> **Prompt**
From the records below, set down exactly the lines starting with the line that contains "Eq, Serialize, Deserialize)]" and going on through the line that contains "if let Err(e)". Nothing else is wanted.

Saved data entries
-------

//! Persisted player preferences
//!
//! Two scalars kept in a `Storage` under their own keys. Storage problems never
//! reach the player: reads fall back to defaults, writes are best-effort.

use serde::{Deserialize, Serialize};

use crate::persistence::Storage;

/// Values that survive between runs
#[derive(Debug, Clone, Copy, PartialEq, Eq, Serialize, Deserialize)]
pub struct Preferences {
    /// Highest score ever reached
    pub best_score: u64,
    /// Sound effects on/off
    pub sound_enabled: bool,
}

impl Default for Preferences {
    fn default() -> Self {
        Self {
            best_score: 0,
            sound_enabled: true,
        }
    }
}

impl Preferences {
    /// Storage keys
    pub const BEST_SCORE_KEY: &'static str = "table_rain_best_score";
    pub const SOUND_ENABLED_KEY: &'static str = "table_rain_sound_enabled";

    /// Load both values, defaulting each one independently
    pub fn load(storage: &impl Storage) -> Self {
        Self {
            best_score: Self::load_best_score(storage),
            sound_enabled: Self::load_sound_enabled(storage),
        }
    }

    /// Stored best score, 0 if missing or unreadable
    pub fn load_best_score(storage: &impl Storage) -> u64 {
        match storage.get(Self::BEST_SCORE_KEY) {
            Ok(Some(raw)) => raw.trim().parse().unwrap_or_else(|_| {
                log::warn!("Ignoring malformed best score {:?}", raw);
                0
            }),
            Ok(None) => 0,
            Err(e) => {
                log::warn!("Best score unavailable, using 0: {}", e);
                0
            }
        }
    }

    /// Stored sound flag; anything other than "false" means enabled
    pub fn load_sound_enabled(storage: &impl Storage) -> bool {
        match storage.get(Self::SOUND_ENABLED_KEY) {
            Ok(Some(raw)) => raw.trim() != "false",
            Ok(None) => true,
            Err(e) => {
                log::warn!("Sound preference unavailable, using on: {}", e);
                true
            }
        }
    }

    /// Best-effort write of the best score
    pub fn save_best_score(storage: &mut impl Storage, score: u64) {
        match storage.set(Self::BEST_SCORE_KEY, &score.to_string()) {
            Ok(()) => log::info!("Best score saved: {}", score),
            Err(e) => log::warn!("Could not save best score: {}", e),
        }
    }

    /// Best-effort write of the sound flag
    pub fn save_sound_enabled(storage: &mut impl Storage, enabled: bool) {
        if let Err(e) = storage.set(Self::SOUND_ENABLED_KEY, &enabled.to_string()) {
            log::warn!("Could not save sound preference: {}", e);
        }
    }
}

-------

> **Written response**
#[derive(Debug, Clone, Copy, PartialEq, Eq, Serialize, Deserialize)]
pub struct Preferences {
    /// Highest score ever reached
    pub best_score: u64,
    /// Sound effects on/off
    pub sound_enabled: bool,
}

impl Default for Preferences {
    fn default() -> Self {
        Self {
            best_score: 0,
            sound_enabled: true,
        }
    }
}

impl Preferences {
    /// Storage keys
    pub const BEST_SCORE_KEY: &'static str = "table_rain_best_score";
    pub const SOUND_ENABLED_KEY: &'static str = "table_rain_sound_enabled";

    /// Load both values, defaulting each one independently
    pub fn load(storage: &impl Storage) -> Self {
        Self {
            best_score: Self::load_best_score(storage),
            sound_enabled: Self::load_sound_enabled(storage),
        }
    }

    /// Stored best score, 0 if missing or unreadable
    pub fn load_best_score(storage: &impl Storage) -> u64 {
        match storage.get(Self::BEST_SCORE_KEY) {
            Ok(Some(raw)) => raw.trim().parse().unwrap_or_else(|_| {
                log::warn!("Ignoring malformed best score {:?}", raw);
                0
            }),
            Ok(None) => 0,
            Err(e) => {
                log::warn!("Best score unavailable, using 0: {}", e);
                0
            }
        }
    }

    /// Stored sound flag; anything other than "false" means enabled
    pub fn load_sound_enabled(storage: &impl Storage) -> bool {
        match storage.get(Self::SOUND_ENABLED_KEY) {
            Ok(Some(raw)) => raw.trim() != "false",
            Ok(None) => true,
            Err(e) => {
                log::warn!("Sound preference unavailable, using on: {}", e);
                true
            }
        }
    }

    /// Best-effort write of the best score
    pub fn save_best_score(storage: &mut impl Storage, score: u64) {
        match storage.set(Self::BEST_SCORE_KEY, &score.to_string()) {
            Ok(()) => log::info!("Best score saved: {}", score),
            Err(e) => log::warn!("Could not save best score: {}", e),
        }
    }

    /// Best-effort write of the sound flag
    pub fn save_sound_enabled(storage: &mut impl Storage, enabled: bool) {
        if let Err(e) = storage.set(Self::SOUND_ENABLED_KEY, &enabled.to_string()) {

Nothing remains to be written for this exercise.